Among the records that follow, how many lines contain the word "charge"? Give the number and no other words.

Information shown:
Start of Block

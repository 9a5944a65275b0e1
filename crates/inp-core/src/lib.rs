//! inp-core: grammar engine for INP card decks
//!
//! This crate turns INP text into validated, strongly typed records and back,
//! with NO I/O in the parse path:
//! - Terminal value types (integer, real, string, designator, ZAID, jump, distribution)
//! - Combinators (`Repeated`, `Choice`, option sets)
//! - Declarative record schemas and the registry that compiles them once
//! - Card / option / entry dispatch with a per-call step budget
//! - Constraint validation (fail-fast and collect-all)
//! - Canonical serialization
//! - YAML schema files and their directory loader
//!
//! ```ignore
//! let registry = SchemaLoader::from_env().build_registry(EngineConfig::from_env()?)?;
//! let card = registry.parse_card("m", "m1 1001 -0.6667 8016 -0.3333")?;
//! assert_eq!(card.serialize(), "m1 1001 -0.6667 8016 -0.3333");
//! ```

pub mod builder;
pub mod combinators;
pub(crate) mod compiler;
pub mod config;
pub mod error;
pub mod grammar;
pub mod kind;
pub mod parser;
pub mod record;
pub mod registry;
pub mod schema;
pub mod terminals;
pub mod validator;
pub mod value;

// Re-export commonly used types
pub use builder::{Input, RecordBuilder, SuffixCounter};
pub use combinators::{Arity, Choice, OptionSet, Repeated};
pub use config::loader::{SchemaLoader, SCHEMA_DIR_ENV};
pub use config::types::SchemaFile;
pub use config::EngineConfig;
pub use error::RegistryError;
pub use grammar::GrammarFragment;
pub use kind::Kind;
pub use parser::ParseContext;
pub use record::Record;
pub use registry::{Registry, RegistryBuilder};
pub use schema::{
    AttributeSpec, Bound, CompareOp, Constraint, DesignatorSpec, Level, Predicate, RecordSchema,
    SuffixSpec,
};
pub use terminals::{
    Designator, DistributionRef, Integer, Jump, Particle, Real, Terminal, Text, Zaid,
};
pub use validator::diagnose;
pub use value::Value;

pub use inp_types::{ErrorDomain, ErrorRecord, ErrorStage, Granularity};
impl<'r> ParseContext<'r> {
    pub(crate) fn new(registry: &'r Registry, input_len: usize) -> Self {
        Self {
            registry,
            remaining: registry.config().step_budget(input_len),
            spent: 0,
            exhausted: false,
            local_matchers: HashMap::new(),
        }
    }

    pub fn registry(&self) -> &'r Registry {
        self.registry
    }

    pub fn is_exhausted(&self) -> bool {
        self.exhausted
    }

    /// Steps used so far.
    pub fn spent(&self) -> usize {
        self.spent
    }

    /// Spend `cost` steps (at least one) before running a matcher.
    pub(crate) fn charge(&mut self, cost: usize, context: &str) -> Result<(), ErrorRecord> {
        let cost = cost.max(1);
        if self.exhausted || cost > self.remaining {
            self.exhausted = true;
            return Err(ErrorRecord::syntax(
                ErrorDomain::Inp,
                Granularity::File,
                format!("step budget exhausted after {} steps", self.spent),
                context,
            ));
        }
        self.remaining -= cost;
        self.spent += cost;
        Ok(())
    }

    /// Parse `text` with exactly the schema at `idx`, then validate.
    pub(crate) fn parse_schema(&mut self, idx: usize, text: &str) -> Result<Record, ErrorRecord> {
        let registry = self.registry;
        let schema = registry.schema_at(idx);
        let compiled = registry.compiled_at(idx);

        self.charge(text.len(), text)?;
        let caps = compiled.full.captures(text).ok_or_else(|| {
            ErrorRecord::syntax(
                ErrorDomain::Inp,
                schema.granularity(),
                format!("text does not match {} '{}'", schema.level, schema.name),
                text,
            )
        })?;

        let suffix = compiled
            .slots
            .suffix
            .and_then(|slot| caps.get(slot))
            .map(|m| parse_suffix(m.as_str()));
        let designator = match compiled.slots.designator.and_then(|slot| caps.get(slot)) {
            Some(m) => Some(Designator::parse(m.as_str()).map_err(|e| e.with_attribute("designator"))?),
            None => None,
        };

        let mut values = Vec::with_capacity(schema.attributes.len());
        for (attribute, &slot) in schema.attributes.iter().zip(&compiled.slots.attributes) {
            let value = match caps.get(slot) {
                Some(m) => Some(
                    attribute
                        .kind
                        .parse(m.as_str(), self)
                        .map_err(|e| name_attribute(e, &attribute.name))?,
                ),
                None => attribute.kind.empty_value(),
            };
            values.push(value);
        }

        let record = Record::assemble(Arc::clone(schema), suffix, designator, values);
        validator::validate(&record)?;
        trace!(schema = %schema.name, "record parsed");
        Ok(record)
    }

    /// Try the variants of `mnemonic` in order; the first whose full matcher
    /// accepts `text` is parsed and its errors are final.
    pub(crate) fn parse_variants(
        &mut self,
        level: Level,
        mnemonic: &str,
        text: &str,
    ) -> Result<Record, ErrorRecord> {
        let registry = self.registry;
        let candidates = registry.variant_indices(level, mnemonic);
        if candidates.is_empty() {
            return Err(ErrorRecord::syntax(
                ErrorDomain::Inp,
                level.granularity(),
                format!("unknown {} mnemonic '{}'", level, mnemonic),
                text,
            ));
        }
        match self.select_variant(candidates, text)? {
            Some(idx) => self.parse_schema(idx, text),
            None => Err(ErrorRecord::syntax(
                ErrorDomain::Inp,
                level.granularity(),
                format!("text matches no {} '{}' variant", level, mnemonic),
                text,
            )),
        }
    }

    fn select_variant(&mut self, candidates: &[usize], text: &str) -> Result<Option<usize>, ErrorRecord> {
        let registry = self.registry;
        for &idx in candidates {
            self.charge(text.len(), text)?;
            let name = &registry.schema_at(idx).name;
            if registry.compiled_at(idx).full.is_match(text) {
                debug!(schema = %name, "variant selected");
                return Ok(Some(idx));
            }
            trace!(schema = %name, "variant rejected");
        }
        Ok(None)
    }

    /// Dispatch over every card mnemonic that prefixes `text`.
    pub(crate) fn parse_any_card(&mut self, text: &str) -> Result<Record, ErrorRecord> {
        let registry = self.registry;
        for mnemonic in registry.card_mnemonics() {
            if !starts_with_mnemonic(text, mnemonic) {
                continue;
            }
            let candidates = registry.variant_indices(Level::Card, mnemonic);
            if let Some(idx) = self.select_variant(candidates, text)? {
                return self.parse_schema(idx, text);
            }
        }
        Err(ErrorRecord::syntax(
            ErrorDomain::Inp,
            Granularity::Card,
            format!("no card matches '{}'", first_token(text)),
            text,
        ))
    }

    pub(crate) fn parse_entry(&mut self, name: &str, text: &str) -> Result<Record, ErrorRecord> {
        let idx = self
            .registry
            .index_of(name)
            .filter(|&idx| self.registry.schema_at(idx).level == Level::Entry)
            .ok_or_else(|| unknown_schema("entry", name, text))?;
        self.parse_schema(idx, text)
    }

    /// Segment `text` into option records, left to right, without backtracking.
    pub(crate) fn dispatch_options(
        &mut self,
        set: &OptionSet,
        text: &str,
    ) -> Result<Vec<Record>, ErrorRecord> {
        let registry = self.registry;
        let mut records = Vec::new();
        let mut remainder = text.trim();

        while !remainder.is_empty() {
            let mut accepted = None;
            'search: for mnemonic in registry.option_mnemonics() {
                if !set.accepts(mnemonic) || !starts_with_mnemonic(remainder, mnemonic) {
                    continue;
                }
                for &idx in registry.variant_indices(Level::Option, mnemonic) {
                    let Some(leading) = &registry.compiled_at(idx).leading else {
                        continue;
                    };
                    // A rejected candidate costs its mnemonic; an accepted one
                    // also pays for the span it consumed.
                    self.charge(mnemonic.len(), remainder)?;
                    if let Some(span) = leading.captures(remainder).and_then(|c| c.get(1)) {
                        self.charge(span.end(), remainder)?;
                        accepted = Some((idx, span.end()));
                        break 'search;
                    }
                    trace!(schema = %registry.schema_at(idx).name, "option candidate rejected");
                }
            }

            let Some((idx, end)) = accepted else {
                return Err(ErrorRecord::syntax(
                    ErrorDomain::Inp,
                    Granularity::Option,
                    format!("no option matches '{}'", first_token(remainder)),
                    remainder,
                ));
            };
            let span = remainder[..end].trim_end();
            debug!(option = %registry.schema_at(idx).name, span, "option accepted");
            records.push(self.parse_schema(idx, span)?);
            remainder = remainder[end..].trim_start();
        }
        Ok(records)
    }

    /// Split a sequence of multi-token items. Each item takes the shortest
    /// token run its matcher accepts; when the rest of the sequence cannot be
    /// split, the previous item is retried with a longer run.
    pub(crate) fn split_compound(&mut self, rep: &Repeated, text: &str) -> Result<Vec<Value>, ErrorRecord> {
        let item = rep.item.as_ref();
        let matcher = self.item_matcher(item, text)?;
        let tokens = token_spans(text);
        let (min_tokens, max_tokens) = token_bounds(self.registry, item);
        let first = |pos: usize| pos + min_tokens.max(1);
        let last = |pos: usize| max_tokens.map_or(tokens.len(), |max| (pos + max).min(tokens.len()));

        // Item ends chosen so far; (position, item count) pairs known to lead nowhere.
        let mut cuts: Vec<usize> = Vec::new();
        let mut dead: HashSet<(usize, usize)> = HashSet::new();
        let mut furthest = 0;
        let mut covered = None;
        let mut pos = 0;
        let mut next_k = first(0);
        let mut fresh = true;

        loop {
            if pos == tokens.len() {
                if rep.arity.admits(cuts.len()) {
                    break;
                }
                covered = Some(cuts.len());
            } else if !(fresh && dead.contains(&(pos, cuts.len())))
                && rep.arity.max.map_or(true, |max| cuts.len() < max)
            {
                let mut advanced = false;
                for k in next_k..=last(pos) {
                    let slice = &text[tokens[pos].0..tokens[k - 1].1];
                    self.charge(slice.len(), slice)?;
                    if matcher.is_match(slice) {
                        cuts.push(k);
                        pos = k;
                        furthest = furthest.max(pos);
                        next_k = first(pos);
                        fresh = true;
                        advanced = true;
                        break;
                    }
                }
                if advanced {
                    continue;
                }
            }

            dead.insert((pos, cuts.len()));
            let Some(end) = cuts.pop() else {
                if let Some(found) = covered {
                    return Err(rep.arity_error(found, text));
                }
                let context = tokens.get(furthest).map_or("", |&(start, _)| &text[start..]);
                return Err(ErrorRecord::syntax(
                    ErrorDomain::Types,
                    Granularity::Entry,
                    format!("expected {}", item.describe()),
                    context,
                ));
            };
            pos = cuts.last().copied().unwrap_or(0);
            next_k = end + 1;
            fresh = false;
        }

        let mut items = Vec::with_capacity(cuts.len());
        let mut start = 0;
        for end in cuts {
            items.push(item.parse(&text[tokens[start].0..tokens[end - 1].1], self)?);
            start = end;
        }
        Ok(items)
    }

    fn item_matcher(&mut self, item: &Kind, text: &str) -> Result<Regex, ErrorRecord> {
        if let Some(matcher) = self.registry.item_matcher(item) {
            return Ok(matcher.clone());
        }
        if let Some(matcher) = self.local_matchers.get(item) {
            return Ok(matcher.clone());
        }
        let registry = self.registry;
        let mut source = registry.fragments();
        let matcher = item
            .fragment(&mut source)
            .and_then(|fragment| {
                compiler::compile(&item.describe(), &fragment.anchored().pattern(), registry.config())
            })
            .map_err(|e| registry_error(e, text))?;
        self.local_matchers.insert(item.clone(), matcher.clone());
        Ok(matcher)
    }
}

End of Block

Output below: 6